Une crise des grands pays émergents

Cette crise serait due aux sorties de capitaux depuis ces pays qui déclencheraient la dégradation des termes de l’échange et la hausse des taux d’intérêt. La survenance d’une telle crise a une probabilité assez élevée.

L’apparition de déséquilibres financiers

Au sein de l’OCDE, le taux d’endettement du secteur privé a reculé depuis la crise. Celui de la Chine augmente mais il s’agit surtout de crédits faits par des banques d’État, ce qui réduit le risque de crise. La valorisation des actions n’est pas excessive, sauf peut-être pour les valeurs technologiques. Le ratio cours des actions sur bénéfices (PER) est en moyenne légèrement inférieur à 20 quand il dépassait 60 au moment de la bulle Internet en 2000 et 40 en 2008.

L’économie mondiale est confrontée non pas à de grands déséquilibres financiers globaux mais à une série de déséquilibres financiers locaux. Les prix de l’immobilier ont augmenté de manière excessive dans certaines régions et dans certains secteurs. Aux États-Unis, les prix des locaux commerciaux ont été multipliés par 2,5 en vingt ans. En Suède et au Canada, l’endettement ainsi que les prix immobiliers ont enregistré une forte hausse. La dette des ménages et des entreprises en Suède est passée de 140 à 250 % du PIB de 1998 à 2018. Le prix des maisons a été multiplié par 3,5 sur la même période. Aux États-Unis, la croissance rapide des crédits autos et la hausse des taux de défaut sur ces crédits inquiètent les autorités. En France, les prix de l’immobilier à Paris a plus que doublé depuis le début du siècle. Les entreprises françaises ainsi que les ménages ont un taux d’endettement élevé signalé par la Banque centrale européenne. Ces différentes déséquilibres n’apparaissent pas suffisants pour déclencher une crise financière globale.

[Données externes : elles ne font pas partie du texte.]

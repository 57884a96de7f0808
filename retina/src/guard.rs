//! Session guard for the protected analysis route.
//!
//! STATE MACHINE
//! =============
//! `Verifying -> {Authenticated, Unauthenticated}`, terminal for one mounted
//! guard and re-run on remount.
//!
//! 1. No persisted token: `Unauthenticated` with zero requests.
//! 2. Otherwise try each [`VerificationProbe`] in order with the token as a
//!    bearer credential; the first 2xx wins.
//! 3. All probes failed: evict the token, `Unauthenticated`.
//!
//! The probe list is a compatibility shim for servers that expose
//! verification under different routes. The security properties are only
//! "no token, no access" and "server-rejected token, no access".

#[cfg(test)]
#[path = "guard_test.rs"]
mod guard_test;

use std::sync::Arc;
use std::sync::atomic::{AtomicBool, Ordering};

use crate::auth::{AuthClient, PROFILE_PATH, UserProfile};
use crate::config::AppConfig;
use crate::http::{ApiRequest, ApiResponse, Transport};
use crate::storage::SessionVault;

pub const VERIFY_PATH: &str = "/api/auth/verify";

#[derive(Clone, Copy, Debug, Default, PartialEq, Eq)]
pub enum GuardState {
    #[default]
    Verifying,
    Authenticated,
    Unauthenticated,
}

/// What the guarded route renders for a given state.
#[derive(Clone, Copy, Debug, PartialEq, Eq)]
pub enum GuardView {
    /// Neutral loading indicator; nothing protected, no redirect.
    Loading,
    Content,
    /// Navigate to `/login`; `replace` keeps the guarded page out of history.
    RedirectToLogin { replace: bool },
}

impl GuardState {
    #[must_use]
    pub fn is_resolved(self) -> bool {
        !matches!(self, Self::Verifying)
    }

    #[must_use]
    pub fn view(self) -> GuardView {
        match self {
            Self::Verifying => GuardView::Loading,
            Self::Authenticated => GuardView::Content,
            Self::Unauthenticated => GuardView::RedirectToLogin { replace: true },
        }
    }
}

/// A read-only endpoint used solely to test whether a token is accepted.
#[derive(Clone, Debug, PartialEq, Eq)]
pub struct VerificationProbe {
    pub path: String,
}

impl VerificationProbe {
    #[must_use]
    pub fn new(path: impl Into<String>) -> Self {
        Self { path: path.into() }
    }

    /// Profile endpoint first, dedicated verify endpoint as fallback.
    #[must_use]
    pub fn defaults() -> Vec<Self> {
        vec![Self::new(PROFILE_PATH), Self::new(VERIFY_PATH)]
    }
}

/// Resolve the guard for the currently persisted token.
pub async fn verify_session<T: Transport + ?Sized>(
    vault: &SessionVault,
    transport: &T,
    config: &AppConfig,
) -> GuardState {
    let Some(token) = vault.token() else {
        log::debug!("no stored token; guard resolves unauthenticated");
        return GuardState::Unauthenticated;
    };

    for probe in &config.verification_probes {
        let request = ApiRequest::get(config.endpoint(&probe.path)).with_bearer(&token);
        match transport.send(request).await.and_then(ApiResponse::into_result) {
            Ok(_) => {
                log::info!("session verified via {}", probe.path);
                return GuardState::Authenticated;
            }
            Err(e) => log::warn!("session verification via {} failed: {e}", probe.path),
        }
    }

    log::warn!("all verification probes rejected the token; evicting");
    vault.evict_token();
    GuardState::Unauthenticated
}

/// Navigation-bar session check: fetch the profile for display. Any failure
/// is treated as a dead session and clears everything.
pub async fn load_profile<T: Transport + ?Sized>(
    vault: &SessionVault,
    transport: &T,
    config: &AppConfig,
) -> Option<UserProfile> {
    let token = vault.token()?;
    match AuthClient::new(config, transport).fetch_profile(&token).await {
        Ok(profile) => Some(profile),
        Err(e) => {
            log::warn!("profile check failed: {e}");
            vault.clear_all();
            None
        }
    }
}

/// Shared flag a view flips on unmount so late async results are dropped.
#[derive(Clone, Debug)]
pub struct Liveness(Arc<AtomicBool>);

impl Default for Liveness {
    fn default() -> Self {
        Self(Arc::new(AtomicBool::new(true)))
    }
}

impl Liveness {
    #[must_use]
    pub fn new() -> Self {
        Self::default()
    }

    #[must_use]
    pub fn is_alive(&self) -> bool {
        self.0.load(Ordering::Relaxed)
    }

    pub fn mark_dead(&self) {
        self.0.store(false, Ordering::Relaxed);
    }
}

Des sorties de capitaux des pays émergents

Une accélération des sorties de capitaux des pays émergents comme cela a été constaté dans le passé (1997, 2008/2009, 2013 ou 2016) pourrait mettre ces derniers en difficulté. À l’exception de la Chine, les pays émergents dépendent des capitaux extérieurs pour financer le déficit de leur balance des paiements courants. Une sortie des capitaux pourrait être provoquée par un ralentissement de la croissance économique ou par une hausse des taux d’intérêt aux États-Unis. Une fuite de capitaux entraînerait une dépréciation du taux de change et s’accompagnerait d’une hausse des prix. Pour contrecarrer ce processus, les États seraient alors contraints de relever leurs taux d’intérêt, ce qui pourrait avoir des conséquences sur l’activité économique et faire reculer les cours boursiers. Étant donné que, au sein des pays émergents, une part non négligeable des crédits est en dollars ou en euros, la dépréciation de la monnaie locale pourrait générer de nombreux défauts de paiement. Cette situation pourrait provoquer par effet de dominos une crise globale d’autant plus que le poids des émergents au sein de l’économie mondiale s’est renforcé.